What you need to do: Check the entries below and say how many lines include the word "true". No other text is wanted.

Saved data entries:
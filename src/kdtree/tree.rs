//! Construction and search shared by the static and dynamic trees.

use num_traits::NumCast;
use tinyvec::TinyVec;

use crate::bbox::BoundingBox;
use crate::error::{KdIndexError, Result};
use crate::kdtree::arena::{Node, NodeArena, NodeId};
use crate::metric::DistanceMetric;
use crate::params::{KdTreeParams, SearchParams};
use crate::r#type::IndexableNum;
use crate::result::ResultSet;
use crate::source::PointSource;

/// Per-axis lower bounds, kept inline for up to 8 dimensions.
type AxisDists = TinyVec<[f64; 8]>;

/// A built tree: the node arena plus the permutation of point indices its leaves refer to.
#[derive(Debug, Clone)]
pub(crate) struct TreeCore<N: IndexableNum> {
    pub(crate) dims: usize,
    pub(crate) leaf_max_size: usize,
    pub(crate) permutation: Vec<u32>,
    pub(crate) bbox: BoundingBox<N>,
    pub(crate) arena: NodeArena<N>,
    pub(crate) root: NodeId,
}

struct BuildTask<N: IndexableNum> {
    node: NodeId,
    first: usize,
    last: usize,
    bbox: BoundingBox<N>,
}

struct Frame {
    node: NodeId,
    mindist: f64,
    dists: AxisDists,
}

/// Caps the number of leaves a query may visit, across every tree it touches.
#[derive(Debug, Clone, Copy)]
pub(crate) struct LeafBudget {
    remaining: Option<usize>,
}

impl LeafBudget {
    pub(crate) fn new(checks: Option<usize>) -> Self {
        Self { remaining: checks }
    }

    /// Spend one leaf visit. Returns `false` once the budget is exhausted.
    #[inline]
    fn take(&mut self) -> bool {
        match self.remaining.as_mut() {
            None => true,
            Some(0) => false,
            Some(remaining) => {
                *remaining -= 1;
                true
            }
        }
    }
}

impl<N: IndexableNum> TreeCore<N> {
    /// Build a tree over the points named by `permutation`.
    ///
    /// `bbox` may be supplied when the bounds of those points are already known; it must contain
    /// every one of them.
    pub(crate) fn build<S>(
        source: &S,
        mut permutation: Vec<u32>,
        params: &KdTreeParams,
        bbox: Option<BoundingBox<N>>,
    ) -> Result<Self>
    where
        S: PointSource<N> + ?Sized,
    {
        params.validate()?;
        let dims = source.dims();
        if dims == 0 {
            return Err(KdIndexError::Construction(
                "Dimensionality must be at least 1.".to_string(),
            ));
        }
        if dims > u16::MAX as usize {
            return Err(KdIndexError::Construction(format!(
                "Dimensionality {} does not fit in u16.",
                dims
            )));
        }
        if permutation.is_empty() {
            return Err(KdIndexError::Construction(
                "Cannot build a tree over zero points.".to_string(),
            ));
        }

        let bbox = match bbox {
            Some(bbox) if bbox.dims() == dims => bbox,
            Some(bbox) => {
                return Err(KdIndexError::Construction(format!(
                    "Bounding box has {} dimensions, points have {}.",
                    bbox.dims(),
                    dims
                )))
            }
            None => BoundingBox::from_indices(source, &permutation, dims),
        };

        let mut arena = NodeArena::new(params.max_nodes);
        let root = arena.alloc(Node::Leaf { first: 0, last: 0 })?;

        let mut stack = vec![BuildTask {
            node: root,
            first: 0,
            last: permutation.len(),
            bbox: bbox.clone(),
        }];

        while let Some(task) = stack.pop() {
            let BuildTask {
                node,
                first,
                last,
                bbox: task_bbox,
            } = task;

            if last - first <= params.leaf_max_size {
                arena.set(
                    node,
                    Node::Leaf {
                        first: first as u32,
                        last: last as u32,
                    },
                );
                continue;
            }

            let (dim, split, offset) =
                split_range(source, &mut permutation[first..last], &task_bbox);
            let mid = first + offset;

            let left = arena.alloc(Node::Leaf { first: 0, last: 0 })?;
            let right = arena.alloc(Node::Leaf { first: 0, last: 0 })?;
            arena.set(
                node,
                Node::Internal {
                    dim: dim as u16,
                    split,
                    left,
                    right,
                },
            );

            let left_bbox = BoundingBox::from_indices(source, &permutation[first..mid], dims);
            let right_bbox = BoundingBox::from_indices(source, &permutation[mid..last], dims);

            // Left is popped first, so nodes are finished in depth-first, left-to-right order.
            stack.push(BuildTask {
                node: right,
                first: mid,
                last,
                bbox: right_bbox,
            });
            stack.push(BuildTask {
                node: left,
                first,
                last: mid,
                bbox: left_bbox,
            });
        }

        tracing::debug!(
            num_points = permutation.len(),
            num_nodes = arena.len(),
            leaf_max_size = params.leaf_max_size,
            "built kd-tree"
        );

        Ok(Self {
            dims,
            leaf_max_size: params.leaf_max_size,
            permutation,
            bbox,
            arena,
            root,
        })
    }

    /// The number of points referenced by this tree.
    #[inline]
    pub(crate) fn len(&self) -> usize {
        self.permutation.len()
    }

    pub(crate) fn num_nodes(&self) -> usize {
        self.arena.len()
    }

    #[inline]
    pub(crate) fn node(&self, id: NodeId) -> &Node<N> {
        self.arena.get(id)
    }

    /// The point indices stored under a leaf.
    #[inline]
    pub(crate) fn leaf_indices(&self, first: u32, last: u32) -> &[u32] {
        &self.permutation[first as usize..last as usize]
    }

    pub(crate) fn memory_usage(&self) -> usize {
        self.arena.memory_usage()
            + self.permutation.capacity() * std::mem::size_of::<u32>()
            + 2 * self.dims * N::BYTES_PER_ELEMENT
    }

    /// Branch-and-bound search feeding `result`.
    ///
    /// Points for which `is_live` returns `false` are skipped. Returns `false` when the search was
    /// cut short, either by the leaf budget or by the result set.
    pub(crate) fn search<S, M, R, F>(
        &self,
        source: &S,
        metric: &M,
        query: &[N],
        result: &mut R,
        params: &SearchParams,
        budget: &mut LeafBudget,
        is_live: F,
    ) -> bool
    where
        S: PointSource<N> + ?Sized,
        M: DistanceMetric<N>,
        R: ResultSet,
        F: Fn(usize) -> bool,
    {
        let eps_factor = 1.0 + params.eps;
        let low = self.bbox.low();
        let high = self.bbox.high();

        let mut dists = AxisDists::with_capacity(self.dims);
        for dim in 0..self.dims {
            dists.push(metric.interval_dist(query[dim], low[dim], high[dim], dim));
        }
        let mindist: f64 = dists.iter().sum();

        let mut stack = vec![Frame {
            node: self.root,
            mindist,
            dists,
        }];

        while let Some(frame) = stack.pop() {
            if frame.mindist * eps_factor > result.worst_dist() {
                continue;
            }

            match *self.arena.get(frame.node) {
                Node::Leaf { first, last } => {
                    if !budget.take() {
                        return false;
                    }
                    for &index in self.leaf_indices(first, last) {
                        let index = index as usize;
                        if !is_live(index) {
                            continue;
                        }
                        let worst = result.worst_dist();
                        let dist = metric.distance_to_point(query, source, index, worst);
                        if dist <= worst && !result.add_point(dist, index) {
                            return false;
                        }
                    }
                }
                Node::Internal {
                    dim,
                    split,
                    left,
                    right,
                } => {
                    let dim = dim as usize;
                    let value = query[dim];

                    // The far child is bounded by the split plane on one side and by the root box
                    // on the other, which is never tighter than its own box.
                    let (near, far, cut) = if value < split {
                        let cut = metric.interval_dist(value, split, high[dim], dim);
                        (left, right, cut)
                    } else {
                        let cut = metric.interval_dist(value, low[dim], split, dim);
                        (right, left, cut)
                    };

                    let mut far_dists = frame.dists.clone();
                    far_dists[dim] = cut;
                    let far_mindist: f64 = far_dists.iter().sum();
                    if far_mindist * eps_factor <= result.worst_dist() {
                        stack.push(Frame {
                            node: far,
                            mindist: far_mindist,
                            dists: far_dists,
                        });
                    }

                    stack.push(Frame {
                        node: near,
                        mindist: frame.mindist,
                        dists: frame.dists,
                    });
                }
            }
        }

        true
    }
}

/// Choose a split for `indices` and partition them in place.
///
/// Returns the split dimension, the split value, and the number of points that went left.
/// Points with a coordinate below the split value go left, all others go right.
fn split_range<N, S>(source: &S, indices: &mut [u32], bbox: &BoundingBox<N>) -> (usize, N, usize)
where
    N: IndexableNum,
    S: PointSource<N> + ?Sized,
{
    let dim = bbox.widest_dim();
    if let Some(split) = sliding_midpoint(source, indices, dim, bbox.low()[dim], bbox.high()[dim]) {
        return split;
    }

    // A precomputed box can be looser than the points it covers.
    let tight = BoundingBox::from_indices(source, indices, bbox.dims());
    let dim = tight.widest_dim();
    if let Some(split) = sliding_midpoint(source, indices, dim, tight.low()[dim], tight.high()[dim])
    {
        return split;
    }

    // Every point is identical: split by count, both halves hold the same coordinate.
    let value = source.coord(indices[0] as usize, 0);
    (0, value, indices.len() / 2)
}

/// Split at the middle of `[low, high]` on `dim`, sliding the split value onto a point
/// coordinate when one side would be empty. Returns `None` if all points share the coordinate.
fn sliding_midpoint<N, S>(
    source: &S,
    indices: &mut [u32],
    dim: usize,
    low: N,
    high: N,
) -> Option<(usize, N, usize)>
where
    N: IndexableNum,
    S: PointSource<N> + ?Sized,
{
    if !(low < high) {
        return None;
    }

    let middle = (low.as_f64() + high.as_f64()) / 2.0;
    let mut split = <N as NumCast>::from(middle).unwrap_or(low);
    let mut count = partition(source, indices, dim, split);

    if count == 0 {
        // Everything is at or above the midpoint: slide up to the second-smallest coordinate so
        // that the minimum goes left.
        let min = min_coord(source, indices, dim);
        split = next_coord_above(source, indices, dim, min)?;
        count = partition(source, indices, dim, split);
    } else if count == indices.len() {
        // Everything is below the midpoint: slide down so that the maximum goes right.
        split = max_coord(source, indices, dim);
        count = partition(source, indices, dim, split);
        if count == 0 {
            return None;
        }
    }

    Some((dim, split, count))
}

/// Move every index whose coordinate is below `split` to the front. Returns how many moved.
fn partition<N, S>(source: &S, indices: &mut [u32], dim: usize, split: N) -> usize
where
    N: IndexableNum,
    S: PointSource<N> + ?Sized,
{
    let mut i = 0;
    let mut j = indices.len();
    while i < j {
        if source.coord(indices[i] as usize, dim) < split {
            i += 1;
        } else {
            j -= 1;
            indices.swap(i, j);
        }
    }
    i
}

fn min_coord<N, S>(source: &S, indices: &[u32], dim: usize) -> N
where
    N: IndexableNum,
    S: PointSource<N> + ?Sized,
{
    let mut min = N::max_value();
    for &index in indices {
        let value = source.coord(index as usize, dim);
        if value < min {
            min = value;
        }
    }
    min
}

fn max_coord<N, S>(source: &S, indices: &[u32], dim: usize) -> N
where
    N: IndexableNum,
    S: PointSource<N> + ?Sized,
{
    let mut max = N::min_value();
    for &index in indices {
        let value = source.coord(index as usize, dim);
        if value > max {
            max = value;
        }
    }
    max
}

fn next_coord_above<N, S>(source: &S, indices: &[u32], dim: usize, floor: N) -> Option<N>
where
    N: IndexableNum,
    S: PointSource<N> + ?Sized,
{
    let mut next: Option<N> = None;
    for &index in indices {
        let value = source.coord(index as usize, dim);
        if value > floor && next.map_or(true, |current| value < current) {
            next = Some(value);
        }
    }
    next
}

Task output: 4